Typically, people who want to convey a sense of power and control often sit behind a desk, with visitors sitting directly across from them with a desk between. On their side they’ve got the computer monitors, keyboard, access to drawers, filing cabinets and if anything is needed during a meeting, it’s totally accessible from their side. On the side of the visitor, there’s the chair to be occupied and that’s it. Comfortable?

Now, there are alternatives. If the space is large enough, some people will have space for a second desk; this one might be off to the side and have a couple of chairs at it and the user of the office will routinely move to sit in one of these seats with open space between themselves and another. The message here is that both people have something to write on, put a drink down on, etc., but the open space sends the message, we are equals. This you can see, may be precisely why some would like it and others would refuse the very idea. Yes, for some, it is about communicating authority, power, control – any way and every way they can.
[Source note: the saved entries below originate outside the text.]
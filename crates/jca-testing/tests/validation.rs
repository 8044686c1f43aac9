//! Background validation and idle removal tests.

#![allow(clippy::unwrap_used, clippy::expect_used, clippy::panic)]

use std::sync::Arc;
use std::sync::atomic::{AtomicU64, Ordering};
use std::thread;
use std::time::Duration;

use jca_pool::{
    ConnectionValidator, IdleConnectionRemover, IdleRemovalPool, ListenerState, Pool, PoolConfig,
    ValidatingPool,
};
use jca_spi::Credential;
use jca_testing::{MockConnectionFactory, MockManagedConnection, eventually, mock_pool};

#[derive(Default)]
struct RecordingPool {
    scans: AtomicU64,
}

impl RecordingPool {
    fn scans(&self) -> u64 {
        self.scans.load(Ordering::SeqCst)
    }
}

impl ValidatingPool for RecordingPool {
    fn validate_connections(&self) {
        self.scans.fetch_add(1, Ordering::SeqCst);
    }
}

impl IdleRemovalPool for RecordingPool {
    fn remove_idle_connections(&self) {
        self.scans.fetch_add(1, Ordering::SeqCst);
    }
}

fn connection_id(listener: &jca_pool::ConnectionListener) -> u64 {
    listener
        .with_connection(|c| {
            c.as_any()
                .downcast_ref::<MockManagedConnection>()
                .map(MockManagedConnection::id)
        })
        .unwrap()
        .unwrap()
}

// =============================================================================
// Scheduler
// =============================================================================

#[test]
fn test_shorter_registration_shortens_wake_interval() {
    let validator = ConnectionValidator::new();
    let slow = Arc::new(RecordingPool::default());
    let fast = Arc::new(RecordingPool::default());

    validator.register_pool(slow.clone(), Duration::from_millis(1_000));
    assert_eq!(validator.interval(), Some(Duration::from_millis(500)));

    validator.register_pool(fast.clone(), Duration::from_millis(200));
    assert_eq!(validator.interval(), Some(Duration::from_millis(100)));

    thread::sleep(Duration::from_millis(350));
    assert!(fast.scans() >= 2, "only {} passes", fast.scans());
    assert!(
        slow.scans().abs_diff(fast.scans()) <= 1,
        "every pass visits every pool"
    );

    validator.shutdown();
    assert!(!validator.is_running());
}

#[test]
fn test_unregister_restores_interval() {
    let validator = ConnectionValidator::new();
    let slow: Arc<dyn ValidatingPool> = Arc::new(RecordingPool::default());
    let fast: Arc<dyn ValidatingPool> = Arc::new(RecordingPool::default());

    validator.register_pool(Arc::clone(&slow), Duration::from_secs(60));
    validator.register_pool(Arc::clone(&fast), Duration::from_secs(2));
    assert_eq!(validator.interval(), Some(Duration::from_secs(1)));

    validator.unregister_pool(&fast);
    assert_eq!(validator.interval(), Some(Duration::from_secs(30)));
    assert_eq!(validator.pool_count(), 1);

    validator.unregister_pool(&slow);
    assert_eq!(validator.interval(), None);
    assert_eq!(validator.pool_count(), 0);
}

#[test]
fn test_idle_remover_schedules_like_validator() {
    let remover = IdleConnectionRemover::new();
    let pool = Arc::new(RecordingPool::default());

    remover.register_pool(pool.clone(), Duration::from_millis(80));
    assert_eq!(remover.interval(), Some(Duration::from_millis(40)));

    thread::sleep(Duration::from_millis(200));
    assert!(pool.scans() >= 2);
    assert!(remover.passes() >= 2);

    remover.shutdown();
    let after = pool.scans();
    thread::sleep(Duration::from_millis(100));
    assert_eq!(pool.scans(), after, "no passes after shutdown");
}

// =============================================================================
// Pool integration
// =============================================================================

fn validating_config(interval_ms: u64) -> PoolConfig {
    PoolConfig::new()
        .id("validated")
        .max_size(3)
        .blocking_timeout(Duration::from_millis(100))
        .background_validation(Duration::from_millis(interval_ms))
}

#[tokio::test(flavor = "multi_thread", worker_threads = 4)]
async fn test_background_validation_destroys_invalid_free_connections() {
    let factory = MockConnectionFactory::new();
    let pool = mock_pool(validating_config(50), &factory, None).unwrap();
    let cred = Credential::principal("app");

    let busy = pool.get_connection_listener(&cred).await.unwrap();
    let idle = pool.get_connection_listener(&cred).await.unwrap();
    pool.return_connection_listener(&idle, false);
    factory.set_all_invalid(true);

    let removed = eventually(Duration::from_secs(2), || idle.is_destroyed()).await;
    assert!(removed, "invalid free connection survived background validation");
    assert_eq!(busy.state(), ListenerState::InUse, "in-use connections are not validated");

    let metrics = pool.metrics();
    assert!(metrics.validations_failed >= 1);
    assert_eq!(pool.available_permits(), 2);
}

#[tokio::test(flavor = "multi_thread", worker_threads = 4)]
async fn test_background_validation_keeps_valid_connections() {
    let factory = MockConnectionFactory::new();
    let pool = mock_pool(validating_config(40), &factory, None).unwrap();
    let cred = Credential::principal("app");

    let listener = pool.get_connection_listener(&cred).await.unwrap();
    pool.return_connection_listener(&listener, false);

    let validated = eventually(Duration::from_secs(2), || factory.validations() >= 2).await;
    assert!(validated);
    assert_eq!(listener.state(), ListenerState::Free);
    assert_eq!(factory.destroyed(), 0);
}

#[tokio::test(flavor = "multi_thread", worker_threads = 4)]
async fn test_shared_validator_tracks_pools() {
    let validator = Arc::new(ConnectionValidator::new());
    let build = |factory: &MockConnectionFactory| -> Pool {
        Pool::builder()
            .pool_config(validating_config(60_000))
            .factory(Arc::new(factory.clone()))
            .validator(Arc::clone(&validator))
            .build()
            .unwrap()
    };
    let first = build(&MockConnectionFactory::new());
    let second = build(&MockConnectionFactory::new());
    let cred = Credential::principal("app");

    let a = first.get_connection_listener(&cred).await.unwrap();
    let b = second.get_connection_listener(&cred).await.unwrap();
    assert_eq!(validator.pool_count(), 2);
    assert_eq!(validator.interval(), Some(Duration::from_secs(30)));

    first.return_connection_listener(&a, false);
    first.shutdown();
    assert_eq!(validator.pool_count(), 1);

    second.return_connection_listener(&b, false);
    drop(second);
    assert_eq!(validator.pool_count(), 0);
}

#[tokio::test(flavor = "multi_thread", worker_threads = 4)]
async fn test_non_validating_factory_is_not_scanned() {
    let validator = Arc::new(ConnectionValidator::new());
    let factory = MockConnectionFactory::non_validating();
    let pool = Pool::builder()
        .pool_config(validating_config(100))
        .factory(Arc::new(factory.clone()))
        .validator(Arc::clone(&validator))
        .build()
        .unwrap();

    let _listener = pool
        .get_connection_listener(&Credential::principal("app"))
        .await
        .unwrap();
    assert_eq!(validator.pool_count(), 0);
}

// =============================================================================
// Validate on match
// =============================================================================

#[tokio::test(flavor = "multi_thread", worker_threads = 4)]
async fn test_validate_on_match_replaces_invalid_connection() {
    let factory = MockConnectionFactory::new();
    let config = PoolConfig::new()
        .max_size(2)
        .blocking_timeout(Duration::from_millis(100))
        .validate_on_match(true);
    let pool = mock_pool(config, &factory, None).unwrap();
    let cred = Credential::principal("app");

    let first = pool.get_connection_listener(&cred).await.unwrap();
    factory.invalidate(connection_id(&first));
    pool.return_connection_listener(&first, false);

    let second = pool.get_connection_listener(&cred).await.unwrap();
    assert_ne!(second.id(), first.id());
    assert!(first.is_destroyed());
    assert_eq!(factory.created(), 2);
    assert_eq!(pool.metrics().validations_failed, 1);
}

#[tokio::test(flavor = "multi_thread", worker_threads = 4)]
async fn test_fast_fail_stops_scanning_after_first_invalid() {
    let factory = MockConnectionFactory::new();
    let config = PoolConfig::new()
        .max_size(3)
        .blocking_timeout(Duration::from_millis(100))
        .validate_on_match(true)
        .use_fast_fail(true);
    let pool = mock_pool(config, &factory, None).unwrap();
    let cred = Credential::principal("app");

    let a = pool.get_connection_listener(&cred).await.unwrap();
    let b = pool.get_connection_listener(&cred).await.unwrap();
    factory.invalidate(connection_id(&a));
    factory.invalidate(connection_id(&b));
    pool.return_connection_listener(&a, false);
    pool.return_connection_listener(&b, false);

    let fresh = pool.get_connection_listener(&cred).await.unwrap();
    assert_ne!(fresh.id(), a.id());
    assert_ne!(fresh.id(), b.id());
    assert_eq!(factory.destroyed(), 1, "scan stopped at the first invalid connection");
    assert_eq!(factory.validations(), 1);
}

// =============================================================================
// Idle removal
// =============================================================================

#[tokio::test(flavor = "multi_thread", worker_threads = 4)]
async fn test_idle_connections_are_removed() {
    let factory = MockConnectionFactory::new();
    let config = PoolConfig::new()
        .max_size(2)
        .blocking_timeout(Duration::from_millis(100))
        .idle_timeout(Some(Duration::from_millis(100)));
    let pool = mock_pool(config, &factory, None).unwrap();
    let cred = Credential::principal("app");

    let listener = pool.get_connection_listener(&cred).await.unwrap();
    pool.return_connection_listener(&listener, false);

    let removed = eventually(Duration::from_secs(2), || listener.is_destroyed()).await;
    assert!(removed, "idle connection was not removed");
    assert_eq!(pool.metrics().idle_timeouts, 1);
    assert_eq!(pool.available_permits(), 2);
    assert!(
        eventually(Duration::from_secs(1), || pool.sub_pool_count() == 0).await,
        "empty sub-pool was not retired"
    );
}

#[tokio::test(flavor = "multi_thread", worker_threads = 4)]
async fn test_idle_removal_keeps_prefilled_minimum() {
    let factory = MockConnectionFactory::new();
    let config = PoolConfig::new()
        .max_size(3)
        .min_size(2)
        .prefill(true)
        .blocking_timeout(Duration::from_millis(100))
        .idle_timeout(Some(Duration::from_millis(60)));
    let pool = mock_pool(config, &factory, None).unwrap();
    let prefill = Credential::default();

    assert!(
        eventually(Duration::from_secs(2), || {
            pool.managed_pool(&prefill).is_some_and(|s| s.free_count() == 2)
        })
        .await
    );

    tokio::time::sleep(Duration::from_millis(300)).await;
    assert_eq!(factory.destroyed(), 0);
    assert_eq!(pool.managed_pool(&prefill).unwrap().free_count(), 2);
}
When space doesn’t permit a second desk or seating area, intelligent people can still move themselves into positions which communicate openness. You might find that upon entering an office for a meeting, the owner of that space will physically move their chair into a place off to the side of their desk, so they are removed from sitting directly across from you with the desk between. Sitting to the side changes the dynamic of the meeting, without ever having to say a word. It’s like the person is sending the message, “I have power and control, but I don’t need to use it here, so let’s get comfortable.”

This is an example of non-verbal communication and doesn’t happen by accident. Office arrangements are either dictated by the organization and standard designs to consistently send the same message to all employees and customers/clients, or where office furniture and layouts vary, it’s a clearer sign of the preference of the occupant.
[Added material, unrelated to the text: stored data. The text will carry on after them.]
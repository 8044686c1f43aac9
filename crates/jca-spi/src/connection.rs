//! Physical connection contracts.

use std::any::Any;
use std::sync::Arc;

use crate::credential::Credential;
use crate::error::ResourceError;
use crate::xa::XaResource;

/// Creates physical connections to a resource.
pub trait ManagedConnectionFactory: Send + Sync {
    /// Open a new physical connection for `credential`.
    ///
    /// Called from a blocking worker thread; implementations may block.
    fn create_managed_connection(
        &self,
        credential: &Credential,
    ) -> Result<Box<dyn ManagedConnection>, ResourceError>;

    /// Validation capability, if the factory supports it.
    fn as_validating(&self) -> Option<&dyn ValidatingConnectionFactory> {
        None
    }
}

/// Factory capability that checks physical connections for validity.
pub trait ValidatingConnectionFactory: Send + Sync {
    /// Check a connection. An error means the connection must be destroyed.
    fn validate(&self, connection: &mut dyn ManagedConnection) -> Result<(), ResourceError>;
}

/// A physical, reusable connection to a resource.
pub trait ManagedConnection: Send {
    /// Prepare the connection for a new application handle.
    fn open_handle(&mut self, credential: &Credential) -> Result<(), ResourceError>;

    /// Called when an application handle is closed.
    fn close_handle(&mut self) {}

    /// Reset per-use state before the connection goes back to the pool.
    fn cleanup(&mut self) -> Result<(), ResourceError>;

    /// Close the physical connection.
    fn destroy(&mut self) -> Result<(), ResourceError>;

    /// The XA resource used to enlist this connection in transactions.
    fn xa_resource(&self) -> Result<Arc<dyn XaResource>, ResourceError>;

    /// Upcast for typed access.
    fn as_any(&self) -> &dyn Any;

    /// Mutable upcast for typed access.
    fn as_any_mut(&mut self) -> &mut dyn Any;
}
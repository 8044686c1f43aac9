//! # jca-spi
//!
//! Contracts between a managed connection pool and the systems around it.
//!
//! This crate contains no pooling logic. It describes the boundary the pool
//! is written against:
//!
//! ## Features
//!
//! - [`Credential`] partitioning key (security subject plus request parameters)
//! - [`ManagedConnectionFactory`] / [`ManagedConnection`] for physical connections
//! - [`ValidatingConnectionFactory`] as an explicit validation capability
//! - [`XaResource`] and [`Xid`] for two-phase-commit participation
//! - [`TransactionManager`], [`Transaction`] and [`Synchronization`] callbacks
//!
//! ## Example
//!
//! ```rust,ignore
//! use jca_spi::{Credential, ManagedConnectionFactory, Subject};
//!
//! let credential = Credential::new(Some(Subject::new("app_user")), None);
//! let connection = factory.create_managed_connection(&credential)?;
//! ```

#![warn(missing_docs)]
#![deny(unsafe_code)]

pub mod connection;
pub mod credential;
pub mod error;
pub mod transaction;
pub mod xa;

// Credentials
pub use credential::{ConnectionRequestInfo, Credential, Subject};

// Connection contracts
pub use connection::{ManagedConnection, ManagedConnectionFactory, ValidatingConnectionFactory};

// Error types
pub use error::{ResourceError, TransactionError, XaError};

// Transaction contracts
pub use transaction::{
    CompletionStatus, Synchronization, Transaction, TransactionKey, TransactionManager,
    TransactionStatus,
};

// XA
pub use xa::{XaFlag, XaResource, XaVote, Xid};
Ever notice how some meetings are held in different spaces, even when the meeting may be just between two people? Every heard the phrases, “Come to my office”, or, “Can I see you in my office? There’s something I want to talk with you about.” The choice of seeing you in their space and advising you of that preference can – all by itself – get you anxious.
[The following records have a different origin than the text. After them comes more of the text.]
#[tokio::test(flavor = "multi_thread", worker_threads = 4)]
async fn test_failed_prepare_rolls_back_and_returns_listener() {
    let fx = fixture(config(2));
    fx.factory.set_fail_prepare(true);
    fx.tm.begin().unwrap();

    let handle = fx
        .manager
        .allocate_connection(&Credential::principal("app"))
        .await
        .unwrap();
    let listener = Arc::clone(handle.listener());
    handle.close();

    assert!(matches!(fx.tm.commit(), Err(TransactionError::RolledBack(_))));
    assert_eq!(
        names(&fx.factory.xa_events()),
        vec!["start", "end", "prepare", "rollback"]
    );
    assert_eq!(listener.state(), ListenerState::Free);
}

#[tokio::test(flavor = "multi_thread", worker_threads = 4)]
async fn test_no_transaction_support_skips_enlistment() {
    let fx = fixture(config(2).transaction_support(TransactionSupportLevel::NoTransaction));
    fx.tm.begin().unwrap();

    let handle = fx
        .manager
        .allocate_connection(&Credential::principal("app"))
        .await
        .unwrap();
    assert!(!handle.listener().is_enlisted());
    let listener = Arc::clone(handle.listener());
    handle.close();

    assert_eq!(listener.state(), ListenerState::Free);
    assert!(fx.factory.xa_events().is_empty());
}

#[tokio::test(flavor = "multi_thread", worker_threads = 4)]
async fn test_explicit_delist_releases_on_close() {
    let fx = fixture(config(2));
    fx.tm.begin().unwrap();

    let handle = fx
        .manager
        .allocate_connection(&Credential::principal("app"))
        .await
        .unwrap();
    fx.manager.delist_connection(&handle).unwrap();
    assert!(!handle.listener().is_enlisted());

    let listener = Arc::clone(handle.listener());
    handle.close();
    assert_eq!(listener.state(), ListenerState::Free);

    fx.tm.commit().unwrap();
    assert_eq!(
        names(&fx.factory.xa_events()),
        vec!["start", "end", "prepare", "commit"]
    );
}

// =============================================================================
// Illegal states
// =============================================================================

#[tokio::test(flavor = "multi_thread", worker_threads = 4)]
async fn test_double_enlist_destroys_listener() {
    let fx = fixture(config(1));
    let pool = fx.manager.pool();
    let listener = pool
        .get_connection_listener(&Credential::principal("app"))
        .await
        .unwrap();

    let tx1 = fx.tm.begin().unwrap();
    listener.enlist(Arc::clone(&tx1) as Arc<dyn Transaction>).unwrap();
    fx.tm.suspend();

    let tx2 = fx.tm.begin().unwrap();
    let err = listener
        .enlist(Arc::clone(&tx2) as Arc<dyn Transaction>)
        .unwrap_err();

    assert!(matches!(
        err,
        PoolError::IllegalEnlistState {
            state: ListenerState::InUse,
            ..
        }
    ));
    assert!(listener.is_destroyed());
    assert_eq!(pool.available_permits(), 1);
    assert_eq!(tx1.status(), TransactionStatus::MarkedRollback);
    assert_eq!(tx2.status(), TransactionStatus::Active);
}

#[tokio::test(flavor = "multi_thread", worker_threads = 4)]
async fn test_enlist_destroyed_listener_is_illegal() {
    let fx = fixture(config(1));
    let pool = fx.manager.pool();
    let listener = pool
        .get_connection_listener(&Credential::principal("app"))
        .await
        .unwrap();
    pool.return_connection_listener(&listener, true);

    let tx = fx.tm.begin().unwrap();
    let err = listener.enlist(tx as Arc<dyn Transaction>).unwrap_err();
    assert!(matches!(
        err,
        PoolError::IllegalEnlistState {
            state: ListenerState::Destroyed,
            ..
        }
    ));
    assert_eq!(pool.available_permits(), 1);
}

#[tokio::test(flavor = "multi_thread", worker_threads = 4)]
async fn test_delist_without_enlist_destroys_listener() {
    let fx = fixture(config(1));
    let pool = fx.manager.pool();
    let listener = pool
        .get_connection_listener(&Credential::principal("app"))
        .await
        .unwrap();

    let err = listener.delist().unwrap_err();
    assert!(matches!(err, PoolError::IllegalDelistState { .. }));
    assert!(listener.is_destroyed());
    assert_eq!(pool.available_permits(), 1);
}

#[tokio::test(flavor = "multi_thread", worker_threads = 4)]
async fn test_refused_delist_destroys_listener() {
    let fx = fixture(config(1));
    let pool = fx.manager.pool();
    let cred = Credential::principal("app");
    let listener = pool.get_connection_listener(&cred).await.unwrap();

    let tx = fx.tm.begin().unwrap();
    listener
        .enlist(Arc::new(RefusesDelist(Arc::clone(&tx))) as Arc<dyn Transaction>)
        .unwrap();

    let err = listener.delist().unwrap_err();
    assert!(matches!(err, PoolError::DelistmentFailed { .. }));
    assert!(!listener.is_enlisted());
    assert!(listener.is_destroyed());
    assert_eq!(pool.available_permits(), 1);

    pool.return_connection_listener(&listener, false);
    assert!(listener.is_destroyed());

    let next = pool.get_connection_listener(&cred).await.unwrap();
    assert_ne!(next.id(), listener.id());
    assert_eq!(fx.factory.created(), 2);
    assert_eq!(fx.factory.destroyed(), 1);
    pool.return_connection_listener(&next, false);
    fx.tm.rollback().unwrap();
}

#[tokio::test(flavor = "multi_thread", worker_threads = 4)]
async fn test_enlistment_failure_destroys_connection() {
    let fx = fixture(config(2));
    fx.factory.set_fail_xa_resource(true);
    fx.tm.begin().unwrap();

    let err = fx
        .manager
        .allocate_connection(&Credential::principal("app"))
        .await
        .unwrap_err();

    assert!(matches!(err, PoolError::EnlistmentFailed { .. }));
    assert_eq!(fx.factory.destroyed(), 1);
    assert_eq!(fx.manager.pool().available_permits(), 2);
}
Sometimes of course that’s the point. There are some who love to wield with that sense of being the big boss, the enforcer. Sometimes people aspire to get their own office because it is for them a recognition of passage. They’ve gone from the office cubicle to their own space with a door. It’s their office, their desk, they’ve got walls to put up their certificates and achievements for all to see and perhaps shelves to personalize. They’ve arrived!

Now of course not all people are enforcers or love to wield the power and control just because they have a desk separating them from visitors. How the person sits and the posture they assume says a lot, as does the tone of their voice, the smile or lack of it. All these and more go into making a trip to that office a welcoming, comforting experience or one to be cautious of.

Oh and what about that door? Is it routinely left open or deliberately closed by the office occupant after you’ve entered? Maybe it’s only closed for certain types of conversations and left open for others? Having a door closed could be for your own privacy and benefit by a caring and thoughtful Supervisor. On the other hand, it could be yet another form of intimidation believe it or not; you’re physically cut-off from everyone else; it’s just you and them, one-on-one. That door doesn’t open again until the person who called you in chooses to open it and release you.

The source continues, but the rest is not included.